───── Supplied material ─────

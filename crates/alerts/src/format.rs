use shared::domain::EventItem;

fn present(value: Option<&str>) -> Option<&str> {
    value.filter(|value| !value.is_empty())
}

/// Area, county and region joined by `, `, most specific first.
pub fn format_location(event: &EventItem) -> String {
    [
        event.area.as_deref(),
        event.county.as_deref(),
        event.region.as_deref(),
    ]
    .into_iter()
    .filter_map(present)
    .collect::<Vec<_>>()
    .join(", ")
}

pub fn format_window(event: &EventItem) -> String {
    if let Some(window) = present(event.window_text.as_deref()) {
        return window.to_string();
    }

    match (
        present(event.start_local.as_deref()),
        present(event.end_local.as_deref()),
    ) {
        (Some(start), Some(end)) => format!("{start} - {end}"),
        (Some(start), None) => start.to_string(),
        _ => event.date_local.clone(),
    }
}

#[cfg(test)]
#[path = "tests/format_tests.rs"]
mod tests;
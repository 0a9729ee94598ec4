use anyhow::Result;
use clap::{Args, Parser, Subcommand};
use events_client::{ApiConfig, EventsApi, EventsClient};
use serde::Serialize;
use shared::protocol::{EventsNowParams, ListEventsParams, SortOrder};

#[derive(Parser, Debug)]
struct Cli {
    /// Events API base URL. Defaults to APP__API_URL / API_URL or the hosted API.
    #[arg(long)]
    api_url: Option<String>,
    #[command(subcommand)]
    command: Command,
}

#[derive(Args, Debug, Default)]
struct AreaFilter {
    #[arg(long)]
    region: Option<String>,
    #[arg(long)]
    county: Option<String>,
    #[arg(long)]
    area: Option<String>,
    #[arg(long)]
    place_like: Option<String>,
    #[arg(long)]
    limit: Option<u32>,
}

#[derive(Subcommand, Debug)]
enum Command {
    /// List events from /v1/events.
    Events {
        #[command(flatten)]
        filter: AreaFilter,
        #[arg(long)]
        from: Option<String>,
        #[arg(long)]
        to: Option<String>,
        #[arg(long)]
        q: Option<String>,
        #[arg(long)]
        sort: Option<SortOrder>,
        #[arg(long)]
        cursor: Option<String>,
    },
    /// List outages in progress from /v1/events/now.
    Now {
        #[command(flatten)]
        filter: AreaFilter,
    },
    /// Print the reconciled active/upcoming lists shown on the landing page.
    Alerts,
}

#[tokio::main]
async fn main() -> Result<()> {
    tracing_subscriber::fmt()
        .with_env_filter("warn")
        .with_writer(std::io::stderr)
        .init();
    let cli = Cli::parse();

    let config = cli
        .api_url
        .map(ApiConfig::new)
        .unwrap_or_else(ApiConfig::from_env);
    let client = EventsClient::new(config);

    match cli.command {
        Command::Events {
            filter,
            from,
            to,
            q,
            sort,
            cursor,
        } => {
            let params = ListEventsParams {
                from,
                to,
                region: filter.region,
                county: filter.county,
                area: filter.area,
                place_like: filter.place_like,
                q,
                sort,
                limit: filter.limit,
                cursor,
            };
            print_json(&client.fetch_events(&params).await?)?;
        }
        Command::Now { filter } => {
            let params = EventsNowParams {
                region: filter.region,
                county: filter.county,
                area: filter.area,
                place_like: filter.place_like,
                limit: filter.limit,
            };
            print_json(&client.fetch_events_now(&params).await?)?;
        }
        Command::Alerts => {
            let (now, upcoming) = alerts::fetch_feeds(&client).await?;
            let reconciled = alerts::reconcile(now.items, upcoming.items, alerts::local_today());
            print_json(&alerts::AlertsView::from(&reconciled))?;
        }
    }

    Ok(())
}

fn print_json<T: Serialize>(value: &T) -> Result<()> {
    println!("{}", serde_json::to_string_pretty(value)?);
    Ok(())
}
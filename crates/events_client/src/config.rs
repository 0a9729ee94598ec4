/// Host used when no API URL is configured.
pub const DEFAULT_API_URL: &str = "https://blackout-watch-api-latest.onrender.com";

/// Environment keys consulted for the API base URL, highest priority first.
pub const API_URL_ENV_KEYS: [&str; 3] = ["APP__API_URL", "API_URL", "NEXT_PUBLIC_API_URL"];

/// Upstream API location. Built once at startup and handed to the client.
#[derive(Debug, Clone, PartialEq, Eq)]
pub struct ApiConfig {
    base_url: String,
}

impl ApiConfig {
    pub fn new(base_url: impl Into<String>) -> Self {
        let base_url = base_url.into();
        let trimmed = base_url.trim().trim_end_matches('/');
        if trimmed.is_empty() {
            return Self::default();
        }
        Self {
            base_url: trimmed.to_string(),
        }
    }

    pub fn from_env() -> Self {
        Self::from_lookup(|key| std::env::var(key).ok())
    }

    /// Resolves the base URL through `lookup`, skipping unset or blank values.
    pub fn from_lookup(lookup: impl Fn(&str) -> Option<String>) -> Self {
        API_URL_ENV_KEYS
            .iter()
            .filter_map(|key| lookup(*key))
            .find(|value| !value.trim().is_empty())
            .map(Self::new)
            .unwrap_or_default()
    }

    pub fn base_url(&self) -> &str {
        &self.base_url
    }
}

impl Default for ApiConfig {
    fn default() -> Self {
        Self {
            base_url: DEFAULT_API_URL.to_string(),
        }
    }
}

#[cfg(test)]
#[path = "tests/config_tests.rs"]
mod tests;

─────

● Problem to solve
Read the data above and count the lines that include "upcoming". Answer only with the count.

● Exercise output
3